Como hemos mencionado también en otros artículos de Migración Inteligente, sectores como la construcción, la hostelería, o los cuidados, son vulnerables a fenómenos como la precarización y el subempleo, lo que obliga a llamar la atención frente a las condiciones de integración económica, laboral, social y cultural de los colombianos asentados en territorio español.
persisten retos económicos, sociales y culturales de integración en el país de acogida, reflejado en el acceso a empleos en los renglones económicos más rentables
Se destaca la presencia de colombianos en espacios urbanos grandes, predominando su presencia en ciudades de más de 100.000 y en zonas metropolitanas. De acuerdo con expertos en el fenómeno migratorio, esto obedece al mismo perfil migrante, más profesionalizado y en busca de condiciones de trabajo y modos de vida que se ofrecen en ciudades como Valencia, Alicante, Madrid y Barcelona. Así, puede afirmarse que un colombiano migrante promedio se enfrenta a desafíos similares a los de cualquier habitante de grandes ciudades, como es el costo de la vida cotidiana o el de la vivienda.
Sin embargo, hay otro factor que complejiza esta situación, y es que los colombianos tienen una presencia predominante en barrios de renta baja dentro de las mismas ciudades, los cuales se caracterizan por una menor accesibilidad a servicios públicos y sociales, y mayores niveles de conflictividad social, como son las dinámicas de inseguridad o condiciones de pobreza. De acuerdo con el mismo INE, mientras que los colombianos representan hasta el 3% de la población en las secciones de menor renta de las grandes urbes españolas, su presencia en las zonas de mayor renta apenas alcanza la mitad de esa cifra, con un 1.5%.

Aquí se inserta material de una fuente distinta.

use std::env;
use std::ffi::OsString;
use std::fs;
use std::io;
use std::path::Path;
use std::process::{Command, Output};

use crate::elf;
use crate::error::BuildError;

/// Env var consulted for the cross toolchain prefix.
pub const PREFIX_ENV: &str = "RISCV_PREFIX";
pub const DEFAULT_PREFIX: &str = "riscv64-unknown-elf-";
pub const DEFAULT_MARCH: &str = "rv64g";
pub const DEFAULT_MABI: &str = "lp64";

/// The three stages a source goes through on its way to a flat binary.
///
/// Implementations must leave no output behind when a stage fails.
pub trait Toolchain: std::fmt::Debug {
    /// Translates a high-level source into assembly.
    fn compile_to_assembly(&self, source: &Path, output: &Path) -> Result<(), BuildError>;

    /// Links assembly at `link_address` with no standard library and no
    /// startup files.
    fn link(&self, assembly: &Path, output: &Path, link_address: u64) -> Result<(), BuildError>;

    /// Copies the loadable bytes of a linked image into a headerless file.
    /// Returns the size of the written file.
    fn extract_binary(&self, image: &Path, output: &Path) -> Result<u64, BuildError> {
        elf::extract_flat_binary(image, output)
    }
}

#[derive(Debug, Clone, PartialEq, Eq)]
pub struct ToolchainConfig {
    /// Prepended to `gcc` and `objcopy`, e.g. `riscv64-unknown-elf-`.
    pub prefix: String,
    pub march: String,
    pub mabi: String,
    /// Use `<prefix>objcopy -O binary` instead of the built-in extractor.
    pub use_objcopy: bool,
    pub extra_cflags: Vec<String>,
}

impl Default for ToolchainConfig {
    fn default() -> Self {
        Self {
            prefix: DEFAULT_PREFIX.to_string(),
            march: DEFAULT_MARCH.to_string(),
            mabi: DEFAULT_MABI.to_string(),
            use_objcopy: false,
            extra_cflags: Vec::new(),
        }
    }
}

impl ToolchainConfig {
    /// Defaults, with the prefix taken from `RISCV_PREFIX` when set.
    pub fn from_env() -> Self {
        let mut config = Self::default();
        if let Ok(prefix) = env::var(PREFIX_ENV) {
            config.prefix = prefix;
        }
        config
    }

    pub fn gcc(&self) -> String {
        format!("{}gcc", self.prefix)
    }

    pub fn objcopy(&self) -> String {
        format!("{}objcopy", self.prefix)
    }
}

/// GNU cross toolchain driven as external processes.
#[derive(Debug, Clone)]
pub struct GccToolchain {
    pub config: ToolchainConfig,
}

impl GccToolchain {
    pub fn new(config: ToolchainConfig) -> Self {
        Self { config }
    }

    /// True when `<prefix>gcc --version` can be spawned.
    pub fn is_available(&self) -> bool {
        Command::new(self.config.gcc())
            .arg("--version")
            .output()
            .map(|out| out.status.success())
            .unwrap_or(false)
    }

    fn target_args(&self) -> Vec<OsString> {
        let mut args: Vec<OsString> = vec![
            format!("-march={}", self.config.march).into(),
            format!("-mabi={}", self.config.mabi).into(),
        ];
        args.extend(self.config.extra_cflags.iter().map(OsString::from));
        args
    }

    fn run(&self, tool: &str, args: &[OsString]) -> Result<Output, BuildError> {
        log::debug!(
            "{} {}",
            tool,
            args.iter()
                .map(|a| a.to_string_lossy())
                .collect::<Vec<_>>()
                .join(" ")
        );
        Command::new(tool).args(args).output().map_err(|e| {
            if e.kind() == io::ErrorKind::NotFound {
                BuildError::ToolNotFound {
                    tool: tool.to_string(),
                }
            } else {
                BuildError::io(tool, e)
            }
        })
    }
}

/// Removes whatever a failed tool may have left at `output`.
fn discard(output: &Path) {
    match fs::remove_file(output) {
        Ok(()) => log::debug!("removed partial output {}", output.display()),
        Err(e) if e.kind() == io::ErrorKind::NotFound => {}
        Err(e) => log::warn!("could not remove {}: {}", output.display(), e),
    }
}

fn diagnostics(out: &Output) -> String {
    let mut text = String::from_utf8_lossy(&out.stderr).into_owned();
    if text.trim().is_empty() {
        text = String::from_utf8_lossy(&out.stdout).into_owned();
    }
    text
}

impl Toolchain for GccToolchain {
    fn compile_to_assembly(&self, source: &Path, output: &Path) -> Result<(), BuildError> {
        let mut args: Vec<OsString> = vec!["-S".into()];
        args.extend(self.target_args());
        args.extend([OsString::from("-o"), output.into(), source.into()]);

        let out = self.run(&self.config.gcc(), &args)?;
        if !out.status.success() {
            discard(output);
            return Err(BuildError::Compile {
                source: source.to_path_buf(),
                status: out.status.code(),
                diagnostics: diagnostics(&out),
            });
        }
        Ok(())
    }

    fn link(&self, assembly: &Path, output: &Path, link_address: u64) -> Result<(), BuildError> {
        let mut args: Vec<OsString> = vec![
            "-nostdlib".into(),
            "-static".into(),
            format!("-Wl,-Ttext=0x{:x}", link_address).into(),
        ];
        args.extend(self.target_args());
        args.extend([OsString::from("-o"), output.into(), assembly.into()]);

        let out = self.run(&self.config.gcc(), &args)?;
        if !out.status.success() {
            discard(output);
            return Err(BuildError::Link {
                input: assembly.to_path_buf(),
                status: out.status.code(),
                diagnostics: diagnostics(&out),
            });
        }
        Ok(())
    }

    fn extract_binary(&self, image: &Path, output: &Path) -> Result<u64, BuildError> {
        if !self.config.use_objcopy {
            return elf::extract_flat_binary(image, output);
        }

        let args: Vec<OsString> = vec!["-O".into(), "binary".into(), image.into(), output.into()];
        let out = self.run(&self.config.objcopy(), &args)?;
        if !out.status.success() {
            discard(output);
            return Err(BuildError::Extract {
                image: image.to_path_buf(),
                reason: diagnostics(&out).trim().to_string(),
            });
        }

        let size = fs::metadata(output)
            .map_err(|e| BuildError::io(output, e))?
            .len();
        if size == 0 {
            discard(output);
            return Err(BuildError::Extract {
                image: image.to_path_buf(),
                reason: "no loadable content".to_string(),
            });
        }
        Ok(size)
    }
}
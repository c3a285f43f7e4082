pub mod elf;
pub use elf::{extract_flat_binary, parse_elf_from_bytes};

pub mod error;
pub use error::BuildError;

pub mod manifest;
pub use manifest::{BuildPlan, Program, SourceKind};

pub mod pipeline;
pub use pipeline::{ArtifactReport, Builder, Stage};

pub mod toolchain;
pub use toolchain::{GccToolchain, Toolchain, ToolchainConfig};
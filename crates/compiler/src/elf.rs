use std::fs;
use std::path::Path;

use goblin::elf::section_header::{SHF_ALLOC, SHT_NOBITS};
use goblin::elf::Elf;

use crate::error::BuildError;

pub struct ElfInfo<'a> {
    pub entry: u64,
    pub sections: Vec<ElfSection<'a>>,
}

pub struct ElfSection<'a> {
    pub name: String,
    pub addr: u64,
    pub size: u64,
    pub flags: u64,
    pub kind: u32,
    pub data: &'a [u8],
}

impl ElfSection<'_> {
    /// Occupies memory at run time and carries bytes in the file.
    pub fn is_loadable(&self) -> bool {
        self.flags & u64::from(SHF_ALLOC) != 0 && self.kind != SHT_NOBITS && self.size > 0
    }
}

impl<'a> ElfInfo<'a> {
    /// Returns a reference to a section by its name, if it exists.
    /// Only the first section with the given name is returned, or None if not found.
    pub fn get_section_by_name(&self, name: &str) -> Option<&ElfSection<'a>> {
        self.sections.iter().find(|s| s.name == name)
    }

    pub fn loadable_sections(&self) -> impl Iterator<Item = &ElfSection<'a>> {
        self.sections.iter().filter(|s| s.is_loadable())
    }

    /// Sum of the sizes of every loadable section.
    pub fn loadable_size(&self) -> u64 {
        self.loadable_sections().map(|s| s.size).sum()
    }

    /// Lays every loadable section out at its address relative to the lowest
    /// one, zero-filling the gaps. Returns the buffer and its base address,
    /// or None when nothing in the image is loadable.
    pub fn flat_image(&self) -> Option<(Vec<u8>, u64)> {
        let base = self.loadable_sections().map(|s| s.addr).min()?;
        let end = self.loadable_sections().map(|s| s.addr + s.size).max()?;

        let mut flat = vec![0u8; (end - base) as usize];
        for section in self.loadable_sections() {
            let offset = (section.addr - base) as usize;
            flat[offset..offset + section.data.len()].copy_from_slice(section.data);
        }

        Some((flat, base))
    }
}

pub fn parse_elf_from_bytes<'a>(bytes: &'a [u8]) -> Result<ElfInfo<'a>, goblin::error::Error> {
    let elf = Elf::parse(bytes)?;

    let mut sections = Vec::new();
    for section in elf.section_headers.iter() {
        if let Some(name) = elf.shdr_strtab.get_at(section.sh_name) {
            let offset = section.sh_offset as usize;
            let size = section.sh_size as usize;

            let is_nobits = section.sh_type == SHT_NOBITS;
            if offset + size <= bytes.len() || is_nobits {
                let data = if is_nobits {
                    &bytes[0..0]
                } else {
                    &bytes[offset..offset + size]
                };
                sections.push(ElfSection {
                    name: name.to_string(),
                    addr: section.sh_addr,
                    size: section.sh_size,
                    flags: section.sh_flags,
                    kind: section.sh_type,
                    data,
                });
            }
        }
    }

    Ok(ElfInfo {
        entry: elf.entry,
        sections,
    })
}

/// Native `objcopy -O binary`: writes the loadable bytes of `image` to
/// `output` and returns the number of bytes written.
///
/// Nothing is written when the image has no loadable content.
pub fn extract_flat_binary(image: &Path, output: &Path) -> Result<u64, BuildError> {
    let bytes = fs::read(image).map_err(|e| BuildError::io(image, e))?;
    let elf = parse_elf_from_bytes(&bytes).map_err(|source| BuildError::Elf {
        image: image.to_path_buf(),
        source,
    })?;

    let (flat, base) = elf.flat_image().ok_or_else(|| BuildError::Extract {
        image: image.to_path_buf(),
        reason: "no loadable sections".to_string(),
    })?;

    log::debug!(
        "{}: {} loadable bytes at 0x{:x}, entry 0x{:x}",
        image.display(),
        flat.len(),
        base,
        elf.entry
    );

    if let Err(e) = fs::write(output, &flat) {
        let _ = fs::remove_file(output);
        return Err(BuildError::io(output, e));
    }
    Ok(flat.len() as u64)
}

De esta revisión, podemos concluir entonces que, a pesar de los cambios demográficos en el perfil migratorio, con aumentos notorios en migrantes profesionales y con mayores capacidades laborales, persisten retos económicos, sociales y culturales de integración en el país de acogida, reflejado en el acceso a empleos en los renglones económicos más rentables y a zonas espaciales con capacidad de brindar buenos niveles de calidad de vida.